DIRECTIONS - How many lines in the entries below contain the string "list"? Reply with the number only.

DATA RECORDS -
——
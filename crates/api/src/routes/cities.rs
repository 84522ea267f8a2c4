//! Route definitions for the `/cities` resource.

use axum::routing::{get, patch};
use axum::Router;

use crate::handlers::cities;
use crate::state::AppState;

/// Routes mounted at `/cities`.
///
/// ```text
/// GET    /            -> list
/// POST   /            -> create
/// GET    /{id}        -> get_by_id
/// PUT    /{id}        -> update
/// DELETE /{id}        -> delete
/// PATCH  /{id}/image  -> update_image (multipart upload)
/// ```
pub fn router() -> Router<AppState> {
    Router::new()
        .route("/", get(cities::list).post(cities::create))
        .route(
            "/{id}",
            get(cities::get_by_id)
                .put(cities::update)
                .delete(cities::delete),
        )
        .route("/{id}/image", patch(cities::update_image))
}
——
COMPLETED EXERCISE - 2